Activate the web console with: systemctl enable --now cockpit.socket

Last login: Tue Oct 29 20:11:32 2019 from 10.10.1.168
[[email protected] ~]# 
  • Create System Unit File

Create a system unit file for Heketi

$ sudo vim /etc/systemd/system/heketi.service
[Unit]
Description=Heketi Server

[Service]
Type=simple
WorkingDirectory=/var/lib/heketi
EnvironmentFile=-/etc/heketi/heketi.env
User=heketi
ExecStart=/usr/local/bin/heketi --config=/etc/heketi/heketi.json
Restart=on-failure
StandardOutput=syslog
StandardError=syslog

[Install]
WantedBy=multi-user.target

Also download Heketi’s sample environment file.

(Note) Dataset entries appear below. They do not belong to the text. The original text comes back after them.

impl<'a> AttestEvidence<'a> {
    pub fn parse_cert_der(cert_der: &'a [u8]) -> Result<Self, rustls::Error> {
        use std::io;

        /// Shorthand to construct a [`rustls::Error::InvalidCertificate`]
        /// from a [`std::error::Error`] impl.
        fn invalid_cert_error(
            error: impl std::error::Error + Send + Sync + 'static,
        ) -> rustls::Error {
            let other_error = rustls::OtherError(Arc::new(error));
            let cert_error = rustls::CertificateError::Other(other_error);
            rustls::Error::InvalidCertificate(cert_error)
        }

        // TODO(phlip9): manually parse the cert fields we care about w/ yasna
        // instead of pulling in a whole extra x509 cert parser...

        let (unparsed_data, cert) =
            X509Certificate::from_der(cert_der).map_err(invalid_cert_error)?;

        if !unparsed_data.is_empty() {
            // Need to construct something that impls `std::error::Error`
            // Apparently `anyhow::Error` doesn't implement `std::error::Error`?
            let msg = "leftover unparsed cert data";
            let io_error = io::Error::other(msg);
            return Err(invalid_cert_error(io_error));
        }

        let cert_pk = ed25519::PublicKey::try_from(cert.public_key())
            .map_err(invalid_cert_error)?;

        let sgx_ext_oid = SgxAttestationExtension::oid_asn1_rs();
        let cert_ext = cert
            .get_extension_unique(&sgx_ext_oid)
            .map_err(invalid_cert_error)?
            .ok_or_else(|| {
                let msg = "no SGX attestation extension";
                invalid_cert_error(io::Error::other(msg))
            })?;

        let cert_ext = SgxAttestationExtension::from_der_bytes(cert_ext.value)
            .map_err(|e| {
                let msg = format!("invalid SGX attestation: {e:#}");
                invalid_cert_error(io::Error::other(msg))
            })?;

        Ok(Self { cert_pk, cert_ext })
    }
}

/// A verifier for validating SGX [`Quote`]s.
///
/// To read a more in-depth explanation of the verification logic and see some
/// pretty pictures showing the chain of trust from the Intel SGX root CA down
/// to the application enclave's ReportData, visit:
/// [phlip9.com/notes - SGX Remote Attestation Quote Verification](https://phlip9.com/notes/confidential%20computing/intel%20SGX/remote%20attestation/#remote-attestation-quote-verification)
pub struct SgxQuoteVerifier;

impl SgxQuoteVerifier {
    /// TODO(max): Needs docs - esp wrt the report returned here
    pub fn verify(
        &self,
        quote_bytes: &[u8],
        now: UnixTime,
    ) -> anyhow::Result<sgx_isa::Report> {
        let quote = Quote::parse(quote_bytes)
            .map_err(DisplayErr::new)
            .context("Failed to parse SGX Quote")?;

        // TODO(phlip9): what is `quote.header().user_data` for?

        // Only support DCAP + ECDSA P256 for now

        let sig = quote
            .signature::<Quote3SignatureEcdsaP256>()
            .map_err(DisplayErr::new)
            .context("Failed to parse SGX ECDSA Quote signature")?;

        let cert_chain_pem = sig
            .certification_data::<Qe3CertDataPckCertChain>()
            .map_err(DisplayErr::new)
            .context("Failed to parse PCK cert chain")?
            .certs;

        // 1. Verify the local SGX platform PCK cert is endorsed by the Intel
        //    SGX trust root CA.

        // [0] : PCK cert
        // [1] : PCK platform cert
        // [2] : SGX root CA cert
        ensure!(
            cert_chain_pem.len() == 3,
            "unexpected number of certificates"
        );

        let pck_cert_der = parse_cert_pem_to_der(&cert_chain_pem[0])
            .context("Failed to parse PCK cert PEM string")?;
        let pck_platform_cert_der =
            parse_cert_pem_to_der(&cert_chain_pem[1])
                .context("Failed to parse PCK platform cert PEM string")?;

        let pck_cert = webpki::EndEntityCert::try_from(pck_cert_der.as_slice())
            .context("Invalid PCK cert")?;

        let now = webpki::Time::from_seconds_since_unix_epoch(now.as_secs());

        // We don't use the full `rustls::WebPkiServerVerifier` here since the
        // PCK certs aren't truly webpki certs, as they don't bind to DNS names.
        //
        // Instead, we skip the DNS checks by using the lower-level `EndEntity`
        // verification methods directly.

        pck_cert
            .verify_is_valid_tls_server_cert(
                SUPPORTED_SIG_ALGS,
                &TlsServerTrustAnchors(&*INTEL_SGX_TRUST_ANCHOR),
                &[&pck_platform_cert_der],
                now,
            )
            .context("PCK cert chain failed validation")?;

        let qe3_sig = get_ecdsa_sig_der(sig.qe3_signature())?;
        let qe3_report_bytes = sig.qe3_report();

        // 2. Verify the Platform Certification Enclave (PCE) endorses the
        //    Quoting Enclave (QE) Report.

        pck_cert
            .verify_signature(
                &webpki::ECDSA_P256_SHA256,
                qe3_report_bytes,
                &qe3_sig,
            )
            .context(
                "PCK cert's signature on the Quoting Enclave Report is invalid",
            )?;

        // 3. Verify the local Quoting Enclave's Report binds to its attestation
        //    pk, which it uses to sign application enclave Reports.

        let expected_reportdata = sha256::digest_many(&[
            sig.attestation_public_key(),
            sig.authentication_data(),
        ]);

        let qe3_report = report_try_from_truncated(qe3_report_bytes)
            .context("Invalid QE Report")?;

        // TODO(phlip9): request QE identity from IAC?
        let qe3_reportdata = EnclavePolicy::trust_intel_qe()
            .verify(&qe3_report)
            .context("Invalid QE identity")?;

        ensure!(
            &qe3_reportdata.as_inner()[..32] == expected_reportdata.as_slice(),
            "Quoting Enclave's Report data doesn't match the Quote attestation pk: \
             actual: '{}', expected: '{}'",
            hex::display(&qe3_reportdata.as_inner()[..32]),
            expected_reportdata,
        );

        // 4. Verify the attestation key endorses the Quote Header and our
        //    application enclave Report

        let attestation_public_key =
            read_attestation_pk(sig.attestation_public_key())?;

        // signature := Ecdsa-P256-SHA256-Sign_{AK}(
        //   Quote Header || Application Enclave Report
        // )
        let msg_len = 432;
        ensure!(quote_bytes.len() >= msg_len, "Quote malformed");
        let msg = &quote_bytes[..432];
        attestation_public_key.verify(msg, sig.signature())
            .map_err(|_| format_err!("QE signature on application enclave report failed to verify"))?;

        // 5. Return the endorsed application enclave report

        let report = report_try_from_truncated(quote.report_body())
            .context("Invalid application enclave Report")?;

        Ok(report)
    }
}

sudo wget -O /etc/heketi/heketi.env https://raw.githubusercontent.com/heketi/heketi/master/extras/systemd/heketi.env
  • Set all directory permissions
sudo chown -R heketi:heketi /var/lib/heketi /var/log/heketi /etc/heketi
  • Start Heketi service

Disable SELinux

sudo setenforce 0
sudo sed -i 's/^SELINUX=.*/SELINUX=permissive/g' /etc/selinux/config

Then reload Systemd and start Heketi service

sudo systemctl daemon-reload
sudo systemctl enable --now heketi

Confirm that the service is running.

$ systemctl status heketi
● heketi.service - Heketi Server
   Loaded: loaded (/etc/systemd/system/heketi.service; enabled; vendor preset: disabled)
   Active: active (running) since Tue 2019-10-29 20:29:23 EAT; 4s ago
 Main PID: 2166 (heketi)
    Tasks: 5 (limit: 11512)
   Memory: 8.7M
   CGroup: /system.slice/heketi.service
           └─2166 /usr/local/bin/heketi --config=/etc/heketi/heketi.json

Oct 29 20:29:23 gluster01.novalocal heketi[2166]: Heketi v9.0.0
Oct 29 20:29:23 gluster01.novalocal heketi[2166]: [heketi] INFO 2019/10/29 20:29:23 Loaded mock executor
Oct 29 20:29:23 gluster01.novalocal heketi[2166]: [heketi] INFO 2019/10/29 20:29:23 Volumes per cluster limit is set to default value of 1000
Oct 29 20:29:23 gluster01.novalocal heketi[2166]: [heketi] INFO 2019/10/29 20:29:23 Block: Auto Create Block Hosting Volume set to true
Oct 29 20:29:23 gluster01.novalocal heketi[2166]: [heketi] INFO 2019/10/29 20:29:23 Block: New Block Hosting Volume size 500 GB
Oct 29 20:29:23 gluster01.novalocal heketi[2166]: [heketi] INFO 2019/10/29 20:29:23 Block: New Block Hosting Volume Options: group gluster-block
Oct 29 20:29:23 gluster01.novalocal heketi[2166]: [heketi] INFO 2019/10/29 20:29:23 GlusterFS Application Loaded
Oct 29 20:29:23 gluster01.novalocal heketi[2166]: [heketi] INFO 2019/10/29 20:29:23 Started background pending operations cleaner
Oct 29 20:29:23 gluster01.novalocal heketi[2166]: [heketi] INFO 2019/10/29 20:29:23 Started Node Health Cache Monitor
Oct 29 20:29:23 gluster01.novalocal heketi[2166]: Listening on port 8080

Step 6: Create Heketi topology file

I created an Ansible script for generating and updating topology files. Editing the json file manually can be cumbersome. This will make scaling easy.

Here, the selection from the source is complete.